Un beau titre pour un grand film

Dans la série Découvrons le cinéma québécois à dose homéopathique, je suis encore tombé récemment sur une pépite. La Turbulence des fluides de Manon Briand (2002) s'avère en effet un film intimiste magnifique, subtilement teinté de fantastique.

Synopsis : une sismologue canadienne vivant au Japon est envoyée en mission de recherche dans sa ville natale, Baie-Comeau, sur le littoral québécois. En effet, depuis quelques jours, dans la baie, la marée s'est arrêtée. L'enquête de la scientifique débute sur les plages de Baie-Comeau, puis la conduit au contact des habitants. De fait, elle tombe bientôt en amour avec un pilote de Canadair. Les deux histoires vont bientôt se trouver irresistiblement mêlées. La sismologue distante et rationnelle va ainsi vivre un voyage intérieur troublant et décisif.

Manon Briand nous prouve ici superbement que le Québec au cinéma ne se limite pas aux rues de Montréal. Mais elle démontre aussi comment une histoire banale (un coup de foudre amoureux) peut prendre un relief saisissant pour peu que l'on sache y mêler une once de paranormal. Avec une apparente simplicité, l'auteure-réalisatrice crée une atmosphère lancinante mais jamais ennuyeuse, propre au surgissement du fantastique. Car le film ne joue sur aucun des effets spectaclaires du genre. Au contraire, on assiste à une montée irrépressible du mystère, subtilement dissimulée entre les portraits tendres et comiques des habitants et les investigations de la scientifique. Manon Briand est ainsi parvenue à construire un récit équilibré, à la fantaisie bien maîtrisée.

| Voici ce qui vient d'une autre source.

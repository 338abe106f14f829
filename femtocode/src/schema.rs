//! The schema algebra's data model.
//!
//! A [`Schema`] describes a set of values: not just a kind (number, string,
//! collection, record, union) but quantitative bounds — numeric intervals
//! with half-open endpoints, length ranges, field maps, and explicit
//! impossibility. Schemas are immutable values; the set operations in
//! [`crate::setops`] and the inference rules in [`crate::inference`]
//! always allocate fresh ones.
//!
//! Recursive types are expressed with aliases: a node may carry a name,
//! and an [`Schema::Alias`] leaf refers to that name. [`crate::resolve`]
//! turns alias leaves into [`Schema::Ref`] nodes whose shared cell points
//! back at the defining node, so schema trees stay finite while the type
//! graph is cyclic.

use crate::almost::Endpoint;
use crate::error::FemtocodeError;
use crate::value::LiteralValue;
use crate::FemtoResult;
use once_cell::sync::OnceCell;
use std::cmp::Ordering;
use std::collections::{BTreeMap, HashSet};
use std::hash::{Hash, Hasher};
use std::sync::Arc;

/// Character set of a string schema
#[derive(Debug, Clone, Copy, PartialEq, Eq, PartialOrd, Ord, Hash)]
pub enum Charset {
    Bytes,
    Unicode,
}

impl Charset {
    pub fn name(self) -> &'static str {
        match self {
            Charset::Bytes => "bytes",
            Charset::Unicode => "unicode",
        }
    }
}

/// A resolved reference to a named schema node. The cell is written once,
/// by `resolve`, and shared between every reference to the same name
/// within a schema group; that sharing is what forms cycles.
#[derive(Debug, Clone)]
pub struct SchemaRef {
    pub(crate) name: String,
    pub(crate) target: Arc<OnceCell<Schema>>,
}

impl SchemaRef {
    pub(crate) fn new(name: impl Into<String>, target: Arc<OnceCell<Schema>>) -> Self {
        SchemaRef {
            name: name.into(),
            target,
        }
    }

    pub fn name(&self) -> &str {
        &self.name
    }

    /// The referenced schema, if the knot has been tied
    pub fn target(&self) -> Option<&Schema> {
        self.target.get()
    }
}

#[derive(Debug, Clone)]
pub enum Schema {
    /// The empty type: a compile-time error marker carrying an optional
    /// explanation of what went wrong
    Impossible {
        alias: Option<String>,
        reason: Option<String>,
    },

    /// The singleton type containing `none`
    Null { alias: Option<String> },

    /// Booleans, optionally refined to a single truth value
    Boolean {
        alias: Option<String>,
        just: Option<bool>,
    },

    /// A closed interval on the extended reals, optionally integer-only
    Number {
        alias: Option<String>,
        min: Endpoint,
        max: Endpoint,
        whole: bool,
    },

    /// Strings of a charset whose length lies in `[fewest, most]`
    String {
        alias: Option<String>,
        charset: Charset,
        fewest: Endpoint,
        most: Endpoint,
    },

    /// Sequences of `items` with length in `[fewest, most]`
    Collection {
        alias: Option<String>,
        items: Box<Schema>,
        fewest: Endpoint,
        most: Endpoint,
        ordered: bool,
        /// Alias definitions absorbed from an item type that was
        /// normalized away (`most == 0`); walked by `resolve`, invisible
        /// to equality, ordering, and serialization
        absorbed: Vec<Schema>,
    },

    /// Product type with width subtyping
    Record {
        alias: Option<String>,
        fields: BTreeMap<String, Schema>,
    },

    /// Flat, sorted sum type; never nested, never aliased itself
    Union { possibilities: Vec<Schema> },

    /// An unresolved textual reference to an alias; illegal in semantic
    /// queries until `resolve` replaces it
    Alias(String),

    /// A resolved reference produced by `resolve`
    Ref(SchemaRef),
}

fn is_identifier(name: &str) -> bool {
    let mut chars = name.chars();
    match chars.next() {
        Some(c) if c.is_ascii_alphabetic() || c == '_' => {}
        _ => return false,
    }
    chars.all(|c| c.is_ascii_alphanumeric() || c == '_')
}

/// Validate a `[fewest, most]` length range: a closed nonnegative integer
/// lower bound and a closed integer or `almost(inf)` upper bound.
fn checked_size_range(fewest: Endpoint, most: Endpoint) -> FemtoResult<(Endpoint, Endpoint)> {
    match fewest {
        Endpoint::Closed(v) if v.is_finite() && v >= 0.0 && v.fract() == 0.0 => {}
        _ => {
            return Err(FemtocodeError::declaration(format!(
                "fewest must be a nonnegative integer, not {}",
                fewest
            )))
        }
    }
    match most {
        Endpoint::Closed(v) if v.is_finite() && v >= 0.0 && v.fract() == 0.0 => {}
        Endpoint::Open(v) if v == f64::INFINITY => {}
        _ => {
            return Err(FemtocodeError::declaration(format!(
                "most must be a nonnegative integer or almost(inf), not {}",
                most
            )))
        }
    }
    if fewest.value() > most.value() {
        return Err(FemtocodeError::declaration(format!(
            "fewest ({}) must not exceed most ({})",
            fewest, most
        )));
    }
    Ok((fewest, most))
}

/// Pull an open whole-number lower bound in by one unit
fn whole_min(min: Endpoint) -> FemtoResult<Endpoint> {
    match min {
        Endpoint::Open(v) if v.is_infinite() => Ok(min),
        Endpoint::Open(v) if v.fract() == 0.0 => Ok(Endpoint::Closed(v + 1.0)),
        Endpoint::Open(v) => Ok(Endpoint::Closed(v.ceil())),
        Endpoint::Closed(v) if v.is_infinite() => Err(FemtocodeError::declaration(
            "whole numbers cannot attain inf; use almost(-inf)/almost(inf)",
        )),
        Endpoint::Closed(v) if v.fract() == 0.0 => Ok(min),
        Endpoint::Closed(v) => Err(FemtocodeError::declaration(format!(
            "whole number endpoint must be integral, not {}",
            v
        ))),
    }
}

/// Pull an open whole-number upper bound in by one unit
fn whole_max(max: Endpoint) -> FemtoResult<Endpoint> {
    match max {
        Endpoint::Open(v) if v.is_infinite() => Ok(max),
        Endpoint::Open(v) if v.fract() == 0.0 => Ok(Endpoint::Closed(v - 1.0)),
        Endpoint::Open(v) => Ok(Endpoint::Closed(v.floor())),
        Endpoint::Closed(v) if v.is_infinite() => Err(FemtocodeError::declaration(
            "whole numbers cannot attain inf; use almost(-inf)/almost(inf)",
        )),
        Endpoint::Closed(v) if v.fract() == 0.0 => Ok(max),
        Endpoint::Closed(v) => Err(FemtocodeError::declaration(format!(
            "whole number endpoint must be integral, not {}",
            v
        ))),
    }
}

L'évolution du personnage principal, son lâcher-prise sur le plan scientifique puis émotionnel, son face-à-face avec la mort, tout concourt à faire du film un charmant envoûtement. Même lorsque survient le retournement final et que l'on se croit noyé dans un malencontreux mélo, l'auteure nous tire la tête de l'eau et nous émerveille en un tournemain : on se souviendra longtemps de cette ultime ligne de dialogue qui boucle magnifiquement le cycle du drame passé.

La Turbulence des fluides affiche ainsi un déterminisme qui rappelle étrangement celui de Simple mortel, le chef d'oeuvre de Pierre Jolivet et LE film de science-fiction français.

Difficile d'en dire plus sans dévoiler le mystère de Baie-Comeau. J'en terminerai donc là, en précisant que La Turbulence des fluides est l'un des plus beaux films écrits et réalisés par une femme[1] qu'il m'ait été donné de voir. D'où mon regret que les auteures-réalisatrices n'aient pas davantage d'espace pour s'exprimer.[2]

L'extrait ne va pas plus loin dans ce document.